Startups: Is it better to be first or second to the market?

  • July 18th 9:00AM
  • Lee Mesika
Image caption pixabay / 594

*Updated 2022

We live in a time where innovation has become an expected part of our daily lives. Modern technology has given us the ability to create groundbreaking technologies (not to mention lifesaving vaccinations) in very short time spans. Creating a startup has become the all-American dream; and we are constantly hearing or reading about various success stories, especially the rise of unicorn companies. In this constantly expanding market, where everyone strives for success, should we aspire to be a pioneer of a new innovation or is it better to be the first follower? Is it necessary to come up with an idea, or can you be more successful by acting fast on an emerging trend?

Here are three reasons why you should strive to be an innovator and three reasons why being a fast follower is enough.

 

The Innovator

 

Building a relationship with customers

A huge advantage that innovators have when coming out with their product is being the sole seller of the product. The time period until their ideas are copied and products are reproduced is key in building a lasting relationship with their customers. By being the only option on the market, consumers have no other options and must turn to the innovator himself or herself when purchasing. Research shows that the most critical time to gain consumer loyalty is when they make their first purchase or begin service. As it costs about 6-7 times more to acquire new customers than it does to keep current ones, it’s better to “strike while the iron is hot” and make sure you get those first customers on board.

 

Brand association

When we think of dolls, the first brand to come to mind is most likely Barbie. Now think of mobile phones, did you think of Apple first? And what about soft drinks and fast food? Chances are high that Coca-Cola and McDonald’s first came to mind. Brand association is a big thing. There is a strong correlation between brand awareness and association and purchase decisions. By being the first brand to sell a product, if done right, you can make your brand name almost synonymous with the type of product (Kleenex or Band-Aid anyone?). The media is also more likely to cover a “first of” than a “slightly better” version.

 

“The early bird catches the worm”

What do Amazon, eBay and Coca-Cola have in common? These three companies had this motto in mind. They acted fast solely on the belief in their product. By being a first mover, you get a head start on your potential competition and are in a prime position to test the product with real users. This process, where testing and adapting are done in front of real users, as opposed to a development lab, is at the heart of the popular “lean startup” dogma.

The First Follower

 

“The second mouse catches the cheese”

There were search engines before Google. There were navigation apps before Waze. There were even social media sites before Facebook. In a study conducted of 500 companies, the first mover (first to sell a product) had a failure rate of 47% as opposed to the 8% failure rate the first follower faced. Why is this so?

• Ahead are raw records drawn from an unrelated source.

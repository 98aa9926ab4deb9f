//! Type definitions for the app-server bridge
//!
//! - [`identifiers`] - Type-safe ID wrappers (`RequestId`, `RunId`)
//! - [`options`] - Connection options, builder, and per-thread overrides
//! - [`input`] - Turn input items
//! - [`events`] - Events yielded by a turn stream
//! - [`dynamic_tools`] - Host-executed tool requests and responses

pub mod dynamic_tools;
pub mod events;
pub mod identifiers;
pub mod input;
pub mod options;

// Re-export commonly used types
pub use dynamic_tools::{
    ContentItem, DynamicToolCall, DynamicToolExecutor, DynamicToolResponse, DynamicToolSpec,
    dynamic_tool_executor,
};
pub use events::{ToolCall, TurnEvent, TurnSummary};
pub use identifiers::{RequestId, RunId};
pub use input::{InputItem, TurnInput};
pub use options::{ClientOptions, ClientOptionsBuilder, ThreadOptions};
//! Subprocess launcher for the agent CLI
//!
//! This module spawns the agent CLI in app-server mode with piped stdio, in
//! its own process group, and drains its stderr into the log.

mod command;
mod config;
mod launcher;
mod lifecycle;

// Re-export public types
pub use config::{CLI_NAME, DANGEROUS_ENV_VARS, find_cli};
pub use launcher::ProcessLauncher;
pub use lifecycle::{AgentProcess, STDERR_LOG_TARGET};
//! Caller-facing event stream of one run

use std::pin::Pin;
use std::sync::Arc;

use futures::Stream;
use tokio::sync::mpsc;
use tokio_util::sync::CancellationToken;

use super::run::{ActiveRun, RunMessage};
use super::state::SessionCore;
use crate::error::{BridgeError, Result};
use crate::types::events::TurnEvent;

/// Events of one turn, ending with `TurnCompleted` or a final error
///
/// Dropping the stream cancels the turn.
pub type TurnStream = Pin<Box<dyn Stream<Item = Result<TurnEvent>> + Send>>;

/// Frees the run slot and stops the driver when the stream goes away
struct RunGuard {
    core: Arc<SessionCore>,
    run: Arc<ActiveRun>,
    driver: CancellationToken,
}

impl RunGuard {
    /// Free the slot so a new run can be admitted before the stream is dropped
    fn release(&self) {
        self.core.release_run(&self.run);
    }
}

impl Drop for RunGuard {
    fn drop(&mut self) {
        if !self.run.is_finished() {
            log::debug!("turn stream for run {} dropped early", self.run.id());
        }
        self.driver.cancel();
        self.release();
    }
}

pub(crate) fn turn_stream(
    core: Arc<SessionCore>,
    run: Arc<ActiveRun>,
    mut rx: mpsc::UnboundedReceiver<RunMessage>,
    driver: CancellationToken,
) -> TurnStream {
    let guard = RunGuard { core, run, driver };
    Box::pin(async_stream::stream! {
        let guard = guard;
        loop {
            match rx.recv().await {
                Some(RunMessage::Event(event)) => yield Ok(event),
                Some(RunMessage::Finished(outcome)) => {
                    guard.release();
                    yield outcome.map(TurnEvent::TurnCompleted);
                    break;
                }
                None => {
                    guard.release();
                    yield Err(BridgeError::ConnectionClosed(None));
                    break;
                }
            }
        }
    })
}
//! Agent CLI version gate
//!
//! Runs `<binary> --version`, finds the first `major.minor.patch` token in the
//! combined output and compares it numerically against a configured minimum.

use std::fmt;
use std::path::Path;
use std::process::Stdio;
use std::str::FromStr;
use std::time::Duration;

use serde::{Deserialize, Deserializer, Serialize, Serializer};
use tokio::process::Command;

use crate::error::{BridgeError, Result};

/// Numeric `major.minor.patch` triple, ordered field by field
#[derive(Debug, Clone, Copy, PartialEq, Eq, PartialOrd, Ord, Hash)]
pub struct SemVer {
    /// Major version
    pub major: u64,
    /// Minor version
    pub minor: u64,
    /// Patch version
    pub patch: u64,
}

impl SemVer {
    /// Create a version from its components
    #[must_use]
    pub const fn new(major: u64, minor: u64, patch: u64) -> Self {
        Self {
            major,
            minor,
            patch,
        }
    }

    /// Parse a bare version string such as `"1.3.0"` or `"v1.3.0"`
    ///
    /// Unlike [`find_version_token`], the whole string must be the version.
    ///
    /// # Examples
    /// ```
    /// use kodegen_codex_bridge::SemVer;
    ///
    /// assert_eq!(SemVer::parse("1.10.0"), Some(SemVer::new(1, 10, 0)));
    /// assert_eq!(SemVer::parse("1.10"), None);
    /// ```
    #[must_use]
    pub fn parse(text: &str) -> Option<Self> {
        let text = text.trim();
        let text = text.strip_prefix('v').unwrap_or(text);
        let (version, end) = parse_triplet_at(text.as_bytes(), 0)?;
        (end == text.len()).then_some(version)
    }
}

impl fmt::Display for SemVer {
    fn fmt(&self, f: &mut fmt::Formatter<'_>) -> fmt::Result {
        write!(f, "{}.{}.{}", self.major, self.minor, self.patch)
    }
}

impl FromStr for SemVer {
    type Err = BridgeError;

    fn from_str(s: &str) -> Result<Self> {
        Self::parse(s).ok_or_else(|| {
            BridgeError::invalid_config(format!("expected a major.minor.patch version, got {s:?}"))
        })
    }
}

impl Serialize for SemVer {
    fn serialize<S>(&self, serializer: S) -> std::result::Result<S::Ok, S::Error>
    where
        S: Serializer,
    {
        serializer.collect_str(self)
    }
}

impl<'de> Deserialize<'de> for SemVer {
    fn deserialize<D>(deserializer: D) -> std::result::Result<Self, D::Error>
    where
        D: Deserializer<'de>,
    {
        let text = String::deserialize(deserializer)?;
        text.parse().map_err(serde::de::Error::custom)
    }
}

/// Find the first `major.minor.patch` token anywhere in `text`
///
/// A token must not be glued onto a preceding digit or dot, so
/// `"build 10.1 / codex-cli 0.104.0"` yields `0.104.0`.
#[must_use]
pub fn find_version_token(text: &str) -> Option<SemVer> {
    let bytes = text.as_bytes();
    (0..bytes.len())
        .filter(|&start| {
            bytes[start].is_ascii_digit()
                && (start == 0 || !(bytes[start - 1].is_ascii_digit() || bytes[start - 1] == b'.'))
        })
        .find_map(|start| parse_triplet_at(bytes, start).map(|(version, _)| version))
}

/// Parse `d+.d+.d+` at `pos`, returning the version and the index after it
fn parse_triplet_at(bytes: &[u8], mut pos: usize) -> Option<(SemVer, usize)> {
    let mut parts = [0u64; 3];
    for (index, part) in parts.iter_mut().enumerate() {
        if index > 0 {
            if bytes.get(pos) != Some(&b'.') {
                return None;
            }
            pos += 1;
        }
        let digits_start = pos;
        while bytes.get(pos).is_some_and(u8::is_ascii_digit) {
            pos += 1;
        }
        if pos == digits_start {
            return None;
        }
        *part = std::str::from_utf8(&bytes[digits_start..pos])
            .ok()?
            .parse()
            .ok()?;
    }
    Some((SemVer::new(parts[0], parts[1], parts[2]), pos))
}

/// Check a reported version against a minimum
///
/// # Errors
/// Returns [`BridgeError::VersionTooOld`] if `found` is strictly below `minimum`
pub fn ensure_minimum(found: SemVer, minimum: SemVer) -> Result<()> {
    if found < minimum {
        return Err(BridgeError::VersionTooOld {
            found,
            required: minimum,
        });
    }
    Ok(())
}

/// Run `<binary> --version` and require at least `minimum`
///
/// # Arguments
/// * `binary` - Agent CLI executable
/// * `minimum` - Lowest accepted version
/// * `timeout` - Upper bound on the probe; the probe process is killed on expiry
///
/// # Errors
/// Returns error if the binary cannot start, exits non-zero, prints no version
/// token, reports a version below `minimum`, or exceeds `timeout`
pub async fn check_cli_version(
    binary: &Path,
    minimum: SemVer,
    timeout: Duration,
) -> Result<SemVer> {
    let mut cmd = Command::new(binary);
    cmd.arg("--version")
        .stdin(Stdio::null())
        .stdout(Stdio::piped())
        .stderr(Stdio::piped())
        .kill_on_drop(true);

    let child = cmd.spawn().map_err(|e| {
        BridgeError::launch(format!("failed to run `{} --version`: {e}", binary.display()))
    })?;

    let output = tokio::time::timeout(timeout, child.wait_with_output())
        .await
        .map_err(|_| {
            BridgeError::timeout(format!(
                "`{} --version` did not finish within {timeout:?}",
                binary.display()
            ))
        })??;

    let stdout = String::from_utf8_lossy(&output.stdout);
    let stderr = String::from_utf8_lossy(&output.stderr);

    if !output.status.success() {
        return Err(BridgeError::process(
            format!("`{} --version` exited with {}", binary.display(), output.status),
            output.status.code(),
            Some(stderr.trim().to_string()),
        ));
    }

    let combined = format!("{stdout}\n{stderr}");
    let found = find_version_token(&combined)
        .ok_or_else(|| BridgeError::VersionUnparseable(combined.trim().to_string()))?;

    ensure_minimum(found, minimum)?;
    log::debug!("agent CLI {} reports version {found}", binary.display());
    Ok(found)
}
//! Background tasks for `AppServerClient`
//!
//! The turn driver owns one run from `turn/start` to completion: it learns
//! the turn id, enforces the turn timeout and turns cancellation into a
//! best-effort `turn/interrupt`.

use std::sync::Arc;
use std::time::Duration;

use serde_json::{Value, json};
use tokio_util::sync::CancellationToken;

use super::run::ActiveRun;
use super::state::SessionCore;
use crate::error::{BridgeError, Result};
use crate::normalize::{turn_id, turn_status};
use crate::transport::Transport;
use crate::types::input::TurnInput;

/// Send `turn/interrupt` and wait for the acknowledgement
pub(crate) async fn send_interrupt(
    transport: &Transport,
    thread_id: &str,
    turn_id: &str,
    timeout: Duration,
) -> Result<()> {
    log::debug!("interrupting turn {turn_id} on thread {thread_id}");
    transport
        .send_request(
            "turn/interrupt",
            json!({ "threadId": thread_id, "turnId": turn_id }),
            timeout,
        )
        .await
        .map(|_| ())
}

/// Fire-and-forget interrupt; failures are logged only
pub(crate) fn spawn_interrupt(
    transport: Arc<Transport>,
    thread_id: String,
    turn_id: String,
    timeout: Duration,
) {
    let Ok(handle) = tokio::runtime::Handle::try_current() else {
        log::warn!("no runtime available to interrupt turn {turn_id}");
        return;
    };
    handle.spawn(async move {
        if let Err(e) = send_interrupt(&transport, &thread_id, &turn_id, timeout).await {
            log::warn!("interrupt of turn {turn_id} failed: {e}");
        }
    });
}

/// `turn/start` parameters
pub(crate) fn turn_start_params(thread_id: &str, input: &TurnInput) -> Result<Value> {
    Ok(json!({
        "threadId": thread_id,
        "input": serde_json::to_value(input)?,
    }))
}

/// Drive one run to completion
///
/// Every exit path leaves the run's completion slot filled.
pub(crate) async fn drive_turn(
    core: Arc<SessionCore>,
    transport: Arc<Transport>,
    run: Arc<ActiveRun>,
    params: Value,
    cancel: CancellationToken,
) {
    let request_timeout = core.options.request_timeout;
    let turn_timeout = core.options.turn_timeout;
    let grace = core.options.interrupt_grace;

    let start = transport.send_request("turn/start", params, request_timeout);
    tokio::pin!(start);

    let response = tokio::select! {
        biased;
        response = &mut start => response,
        () = run.settled() => return,
        () = cancel.cancelled() => {
            log::debug!("run {} cancelled before turn/start returned", run.id());
            let known = cancel_run(&run, &transport, request_timeout).await;
            if known {
                return;
            }
            // The interrupt goes out once the turn id is learned
            if let Ok(Ok(value)) = tokio::time::timeout(grace, &mut start).await
                && let Some(turn) = turn_id(&value)
                && run.adopt_turn_id(&turn)
                && let Err(e) = send_interrupt(&transport, run.thread_id(), &turn, request_timeout).await
            {
                log::warn!("interrupt of turn {turn} failed: {e}");
            }
            return;
        }
    };

    let value = match response {
        Ok(value) => value,
        Err(e) => {
            log::warn!("turn/start failed: {e}");
            run.complete(Err(e));
            return;
        }
    };

    if let Some(turn) = turn_id(&value) {
        log::debug!("run {} is turn {turn}", run.id());
        if run.confirm_turn_id(&turn) {
            spawn_interrupt(
                transport.clone(),
                run.thread_id().to_string(),
                turn,
                request_timeout,
            );
        }
    }
    if let Some(status) = turn_status(&value)
        && status.is_terminal()
    {
        run.complete(run.outcome_for(&status, &value));
        return;
    }

    tokio::select! {
        biased;
        () = run.settled() => return,
        () = cancel.cancelled() => {
            cancel_run(&run, &transport, request_timeout).await;
            return;
        }
        () = tokio::time::sleep(turn_timeout) => {}
    }

    log::warn!(
        "run {} did not finish within {turn_timeout:?}; interrupting",
        run.id()
    );
    if let Some(turn) = run.request_interrupt() {
        spawn_interrupt(
            transport.clone(),
            run.thread_id().to_string(),
            turn,
            request_timeout,
        );
    }

    tokio::select! {
        biased;
        () = run.settled() => {}
        () = cancel.cancelled() => {
            run.complete(Err(BridgeError::Cancelled));
        }
        () = tokio::time::sleep(grace) => {
            run.complete(Err(BridgeError::timeout(format!(
                "turn did not finish within {turn_timeout:?}"
            ))));
        }
    }
}

/// Fail the run as cancelled and interrupt it if the turn id is known
///
/// Returns whether the turn id was known.
async fn cancel_run(run: &ActiveRun, transport: &Transport, timeout: Duration) -> bool {
    let pending = run.request_interrupt();
    run.complete(Err(BridgeError::Cancelled));
    match pending {
        Some(turn) => {
            if let Err(e) = send_interrupt(transport, run.thread_id(), &turn, timeout).await {
                log::warn!("interrupt of turn {turn} failed: {e}");
            }
            true
        }
        None => false,
    }
}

The previously mentioned companies weren’t necessarily better than their predecessors. They used the data that was already available to them from the first movers and improved themselves. They had better business models, better management and better timing. They were more focused and learned from the mistakes previously made by others in the field. Also, by entering the market later, they could see that there existed market demand for their product.

 

Public Acceptance

With all change comes skepticism. Innovation can even cause a scare until the public is ready to accept a new idea/product. The market can be split into five groups, with the late adaptors and the laggards (estimated at being about 50% of the public) being the last ones to tag along to a new innovation.

By not being an innovator, you allow the public time to adapt to a new product. This way, even though you are entering a market that is not necessarily fresh and new, you are entering at a time when there is already consumer interest, public awareness and acceptance.

 

Competition is good

Adding another player to the market creates competition between firms. This is positive, as competition is good for business and consumers. Buyers will get better prices for products (not to mention better quality of products) while companies will be able to learn from each other to perfect their respective product(s) and focus on what they do best. True, by being a fast follower, you will have to always bring your “A game”; this is the only way to succeed. However, this will also result in higher customer satisfaction, which may lead to larger revenues down the line. 

 

The Bottom Line: By being an innovator, you give your company more time to “take off” and build lasting relationships with your customers. Not to mention, there’s more opportunity to grow brand awareness, which can influence consumer buying behavior. On the other hand, being a fast follower can be very rewarding. You allow yourself to join an already flowing market and can learn from where your competition went wrong. Would you rather be an innovator or a fast follower?